Exercise brief
Going down the data below, set down exactly the line with "impl $crate::core::State for" and each line after it through the line with "assert!(Download::Failed.is_final());"; no other lines.

-- Opening Marker --

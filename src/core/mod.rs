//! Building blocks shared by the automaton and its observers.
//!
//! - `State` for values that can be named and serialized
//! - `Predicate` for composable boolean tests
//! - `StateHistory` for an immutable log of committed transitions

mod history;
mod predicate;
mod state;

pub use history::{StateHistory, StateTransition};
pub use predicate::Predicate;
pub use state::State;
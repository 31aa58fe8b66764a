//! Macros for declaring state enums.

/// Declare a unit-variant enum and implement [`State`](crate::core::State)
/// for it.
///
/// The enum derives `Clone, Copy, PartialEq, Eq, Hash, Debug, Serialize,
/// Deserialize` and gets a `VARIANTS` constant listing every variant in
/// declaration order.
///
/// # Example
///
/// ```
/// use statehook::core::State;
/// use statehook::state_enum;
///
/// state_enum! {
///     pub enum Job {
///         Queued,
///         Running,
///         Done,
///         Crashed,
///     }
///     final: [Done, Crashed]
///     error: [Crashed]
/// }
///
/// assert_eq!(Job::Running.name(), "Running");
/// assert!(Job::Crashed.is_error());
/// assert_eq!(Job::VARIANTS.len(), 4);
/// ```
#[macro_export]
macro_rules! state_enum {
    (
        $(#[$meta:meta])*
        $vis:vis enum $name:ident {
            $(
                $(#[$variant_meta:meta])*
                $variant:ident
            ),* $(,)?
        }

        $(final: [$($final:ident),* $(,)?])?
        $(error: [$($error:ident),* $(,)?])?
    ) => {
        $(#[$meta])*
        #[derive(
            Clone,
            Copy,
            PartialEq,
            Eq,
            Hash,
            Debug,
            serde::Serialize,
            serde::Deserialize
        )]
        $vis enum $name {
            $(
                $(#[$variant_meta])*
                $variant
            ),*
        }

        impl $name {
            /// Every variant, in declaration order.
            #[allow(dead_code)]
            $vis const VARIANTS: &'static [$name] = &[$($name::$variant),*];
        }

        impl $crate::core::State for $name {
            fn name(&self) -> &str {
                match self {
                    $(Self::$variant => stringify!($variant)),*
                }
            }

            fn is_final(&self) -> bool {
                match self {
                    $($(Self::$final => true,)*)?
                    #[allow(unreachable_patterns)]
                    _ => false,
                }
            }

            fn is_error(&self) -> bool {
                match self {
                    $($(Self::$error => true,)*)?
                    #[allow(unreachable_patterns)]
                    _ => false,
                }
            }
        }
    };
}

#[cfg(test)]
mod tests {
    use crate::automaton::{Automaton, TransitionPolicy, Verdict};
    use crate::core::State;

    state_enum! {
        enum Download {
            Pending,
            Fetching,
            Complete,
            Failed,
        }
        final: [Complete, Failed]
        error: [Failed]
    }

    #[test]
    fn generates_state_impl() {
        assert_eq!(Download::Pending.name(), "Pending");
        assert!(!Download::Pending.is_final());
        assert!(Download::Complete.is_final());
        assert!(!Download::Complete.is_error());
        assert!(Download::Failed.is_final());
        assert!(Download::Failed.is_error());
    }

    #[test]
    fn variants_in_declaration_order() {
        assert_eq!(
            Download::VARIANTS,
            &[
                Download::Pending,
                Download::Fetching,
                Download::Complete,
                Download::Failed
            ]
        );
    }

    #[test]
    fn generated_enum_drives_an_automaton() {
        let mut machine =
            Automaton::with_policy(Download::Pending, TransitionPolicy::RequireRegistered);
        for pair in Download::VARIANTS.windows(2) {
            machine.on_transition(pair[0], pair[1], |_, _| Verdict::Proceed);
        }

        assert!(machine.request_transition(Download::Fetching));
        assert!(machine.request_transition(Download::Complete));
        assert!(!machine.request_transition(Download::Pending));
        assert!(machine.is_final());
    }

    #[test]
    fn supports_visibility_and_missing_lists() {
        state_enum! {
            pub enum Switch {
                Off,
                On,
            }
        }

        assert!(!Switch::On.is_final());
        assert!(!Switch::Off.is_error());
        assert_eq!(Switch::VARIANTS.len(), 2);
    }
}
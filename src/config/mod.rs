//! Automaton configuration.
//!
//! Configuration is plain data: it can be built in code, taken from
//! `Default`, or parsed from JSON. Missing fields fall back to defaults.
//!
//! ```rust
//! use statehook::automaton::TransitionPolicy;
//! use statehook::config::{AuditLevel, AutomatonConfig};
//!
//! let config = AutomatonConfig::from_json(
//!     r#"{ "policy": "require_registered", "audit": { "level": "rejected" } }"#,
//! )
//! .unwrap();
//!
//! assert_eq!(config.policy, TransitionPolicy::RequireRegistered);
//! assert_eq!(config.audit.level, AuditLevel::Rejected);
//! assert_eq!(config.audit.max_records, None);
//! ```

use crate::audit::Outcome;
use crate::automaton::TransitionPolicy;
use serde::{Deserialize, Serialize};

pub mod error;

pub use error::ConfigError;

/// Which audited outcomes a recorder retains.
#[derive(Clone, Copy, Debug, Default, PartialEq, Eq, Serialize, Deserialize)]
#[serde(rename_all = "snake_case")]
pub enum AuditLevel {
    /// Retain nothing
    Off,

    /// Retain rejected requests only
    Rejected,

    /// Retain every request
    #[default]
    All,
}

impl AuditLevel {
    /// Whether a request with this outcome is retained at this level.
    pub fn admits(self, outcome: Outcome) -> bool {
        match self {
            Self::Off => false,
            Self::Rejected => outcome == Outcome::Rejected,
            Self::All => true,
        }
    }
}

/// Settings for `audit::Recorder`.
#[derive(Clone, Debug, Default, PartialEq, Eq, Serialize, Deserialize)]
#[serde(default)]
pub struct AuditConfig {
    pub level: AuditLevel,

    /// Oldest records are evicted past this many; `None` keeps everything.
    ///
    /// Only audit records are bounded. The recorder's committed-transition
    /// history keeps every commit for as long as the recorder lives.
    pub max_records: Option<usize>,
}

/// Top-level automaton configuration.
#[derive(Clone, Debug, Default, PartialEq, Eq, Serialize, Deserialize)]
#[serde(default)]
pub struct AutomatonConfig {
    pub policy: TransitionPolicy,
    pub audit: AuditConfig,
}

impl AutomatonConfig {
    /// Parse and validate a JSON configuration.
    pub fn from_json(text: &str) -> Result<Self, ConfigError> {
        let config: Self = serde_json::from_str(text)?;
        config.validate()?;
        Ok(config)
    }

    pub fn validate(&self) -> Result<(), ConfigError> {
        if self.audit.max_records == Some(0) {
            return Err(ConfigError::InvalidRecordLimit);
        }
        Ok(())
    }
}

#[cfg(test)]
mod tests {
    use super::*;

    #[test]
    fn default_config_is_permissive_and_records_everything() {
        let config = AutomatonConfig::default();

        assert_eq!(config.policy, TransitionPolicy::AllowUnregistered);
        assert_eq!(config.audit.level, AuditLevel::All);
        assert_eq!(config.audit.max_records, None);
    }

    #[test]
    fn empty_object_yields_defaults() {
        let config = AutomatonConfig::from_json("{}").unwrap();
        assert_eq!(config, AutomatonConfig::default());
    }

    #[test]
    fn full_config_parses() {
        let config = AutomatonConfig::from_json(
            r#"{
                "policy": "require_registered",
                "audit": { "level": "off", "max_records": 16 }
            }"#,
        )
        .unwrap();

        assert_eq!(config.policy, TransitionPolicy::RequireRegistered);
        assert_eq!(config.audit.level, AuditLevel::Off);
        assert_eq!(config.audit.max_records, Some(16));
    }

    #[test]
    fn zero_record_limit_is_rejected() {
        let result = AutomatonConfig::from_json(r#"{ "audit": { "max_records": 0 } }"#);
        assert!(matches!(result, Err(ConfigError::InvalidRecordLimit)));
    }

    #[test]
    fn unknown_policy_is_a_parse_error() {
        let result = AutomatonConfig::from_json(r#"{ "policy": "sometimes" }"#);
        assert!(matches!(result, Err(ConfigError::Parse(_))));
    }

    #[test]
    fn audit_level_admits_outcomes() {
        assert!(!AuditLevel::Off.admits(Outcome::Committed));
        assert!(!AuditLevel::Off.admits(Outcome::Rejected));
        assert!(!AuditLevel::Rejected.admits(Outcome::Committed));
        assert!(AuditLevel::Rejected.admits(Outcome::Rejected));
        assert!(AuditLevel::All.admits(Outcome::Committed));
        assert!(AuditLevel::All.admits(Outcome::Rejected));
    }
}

-- Closing Marker --

Output for this exercise
        impl $crate::core::State for $name {
            fn name(&self) -> &str {
                match self {
                    $(Self::$variant => stringify!($variant)),*
                }
            }

            fn is_final(&self) -> bool {
                match self {
                    $($(Self::$final => true,)*)?
                    #[allow(unreachable_patterns)]
                    _ => false,
                }
            }

            fn is_error(&self) -> bool {
                match self {
                    $($(Self::$error => true,)*)?
                    #[allow(unreachable_patterns)]
                    _ => false,
                }
            }
        }
    };
}

#[cfg(test)]
mod tests {
    use crate::automaton::{Automaton, TransitionPolicy, Verdict};
    use crate::core::State;

    state_enum! {
        enum Download {
            Pending,
            Fetching,
            Complete,
            Failed,
        }
        final: [Complete, Failed]
        error: [Failed]
    }

    #[test]
    fn generates_state_impl() {
        assert_eq!(Download::Pending.name(), "Pending");
        assert!(!Download::Pending.is_final());
        assert!(Download::Complete.is_final());
        assert!(!Download::Complete.is_error());
        assert!(Download::Failed.is_final());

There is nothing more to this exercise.